§ Exercise instructions
If a line in the records below holds the string "impl", count it, and state only the final count.
====== Input records ======
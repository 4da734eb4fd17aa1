use actix_web::{body::MessageBody, http::StatusCode, test, test::TestRequest, web::ServiceConfig, App};
use log::debug;

/// Builds an app with `configure` and sends it a single request.
pub async fn send<F>(req: TestRequest, configure: F) -> Result<(StatusCode, String), String>
where F: FnOnce(&mut ServiceConfig) {
    let app = App::new().configure(configure);
    let service = test::init_service(app).await;
    let req = req.to_request();
    debug!("Making request to {}", req.path());
    let (_, res) = test::try_call_service(&service, req).await.map_err(|e| e.to_string())?.into_parts();
    let status = res.status();
    let body = String::from_utf8_lossy(&res.into_body().try_into_bytes().unwrap()).into_owned();
    Ok((status, body))
}

pub async fn get_request<F>(headers: &[(&str, &str)], path: &str, configure: F) -> Result<(StatusCode, String), String>
where F: FnOnce(&mut ServiceConfig) {
    let mut req = TestRequest::get().uri(path);
    for (name, value) in headers {
        req = req.insert_header((*name, *value));
    }
    send(req, configure).await
}

pub async fn post_request<F>(
    headers: &[(&str, &str)],
    path: &str,
    body: serde_json::Value,
    configure: F,
) -> Result<(StatusCode, String), String>
where
    F: FnOnce(&mut ServiceConfig),
{
    let mut req = TestRequest::post().uri(path).set_json(body);
    for (name, value) in headers {
        req = req.insert_header((*name, *value));
    }
    send(req, configure).await
}
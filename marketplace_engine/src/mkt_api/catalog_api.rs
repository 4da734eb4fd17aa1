//! Seller-facing catalog management and buyer-facing browsing.

use std::fmt::Debug;

use log::*;

use crate::{
    db_types::{NewProduct, Product, ProductId, ProductStatus, ProductUpdate, SellerAccount},
    traits::{CatalogError, CatalogManagement, ProductQueryFilter},
};

pub struct CatalogApi<B> {
    db: B,
}

impl<B: Debug> Debug for CatalogApi<B> {
    fn fmt(&self, f: &mut std::fmt::Formatter<'_>) -> std::fmt::Result {
        write!(f, "CatalogApi ({:?})", self.db)
    }
}

impl<B> CatalogApi<B>
where B: CatalogManagement
{
    pub fn new(db: B) -> Self {
        Self { db }
    }

    pub async fn create_product(&self, product: NewProduct) -> Result<Product, CatalogError> {
        if product.price.is_negative() {
            return Err(CatalogError::NegativePrice);
        }
        if product.title.trim().is_empty() {
            return Err(CatalogError::InvalidProduct("A product must have a title".into()));
        }
        if product.seller_id.trim().is_empty() {
            return Err(CatalogError::InvalidProduct("A product must have a seller".into()));
        }
        let product = self.db.insert_product(product).await?;
        info!("📦️ Product {} ({}) created for seller {}", product.id, product.title, product.seller_id);
        Ok(product)
    }

    /// Applies a seller's edit to a product. Stats cannot be edited.
    pub async fn update_product(&self, id: &ProductId, update: ProductUpdate) -> Result<Product, CatalogError> {
        if update.is_empty() {
            return Err(CatalogError::UpdateNoOp);
        }
        if update.price.map(|p| p.is_negative()).unwrap_or(false) {
            return Err(CatalogError::NegativePrice);
        }
        if update.title.as_deref().map(|t| t.trim().is_empty()).unwrap_or(false) {
            return Err(CatalogError::InvalidProduct("A product must have a title".into()));
        }
        let product =
            self.db.update_product(id, update).await?.ok_or_else(|| CatalogError::ProductNotFound(id.clone()))?;
        debug!("📦️ Product {id} updated");
        Ok(product)
    }

    /// Takes a product off sale. It stays in the catalog, and in every purchase that already contains it.
    pub async fn suspend_product(&self, id: &ProductId) -> Result<Product, CatalogError> {
        let update = ProductUpdate::default().with_status(ProductStatus::Suspended);
        let product = self.update_product(id, update).await?;
        info!("📦️ Product {id} suspended");
        Ok(product)
    }

    /// Fetches a product regardless of its status. Does not count as a view.
    pub async fn product_by_id(&self, id: &ProductId) -> Result<Option<Product>, CatalogError> {
        self.db.fetch_product(id).await
    }

    /// The public product page. Only active products are visible, and each visit increments the view counter.
    pub async fn view_product(&self, id: &ProductId) -> Result<Option<Product>, CatalogError> {
        match self.db.fetch_product(id).await? {
            Some(p) if p.status == ProductStatus::Active => {},
            _ => return Ok(None),
        }
        if !self.db.increment_views(id).await? {
            return Ok(None);
        }
        self.db.fetch_product(id).await
    }

    /// Public catalog search. Only active products are returned, whatever statuses the filter asks for.
    pub async fn browse_products(&self, filter: ProductQueryFilter) -> Result<Vec<Product>, CatalogError> {
        let filter = ProductQueryFilter { statuses: Some(vec![ProductStatus::Active]), ..filter };
        self.db.search_products(filter).await
    }

    pub async fn search_products(&self, filter: ProductQueryFilter) -> Result<Vec<Product>, CatalogError> {
        self.db.search_products(filter).await
    }

    /// Every product a seller owns, in any status.
    pub async fn seller_products(&self, seller_id: &str) -> Result<Vec<Product>, CatalogError> {
        let filter = ProductQueryFilter::default()
            .with_seller_id(seller_id)
            .with_status(ProductStatus::Draft)
            .with_status(ProductStatus::Active)
            .with_status(ProductStatus::Suspended);
        self.db.search_products(filter).await
    }

    pub async fn link_payout_account(
        &self,
        seller_id: &str,
        payout_account_id: &str,
    ) -> Result<SellerAccount, CatalogError> {
        let account = self.db.upsert_seller_account(seller_id, payout_account_id).await?;
        info!("📦️ Seller {seller_id} is linked to payout account {payout_account_id}");
        Ok(account)
    }

    pub async fn payout_account(&self, seller_id: &str) -> Result<Option<SellerAccount>, CatalogError> {
        self.db.fetch_seller_account(seller_id).await
    }
}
======
§ Result
2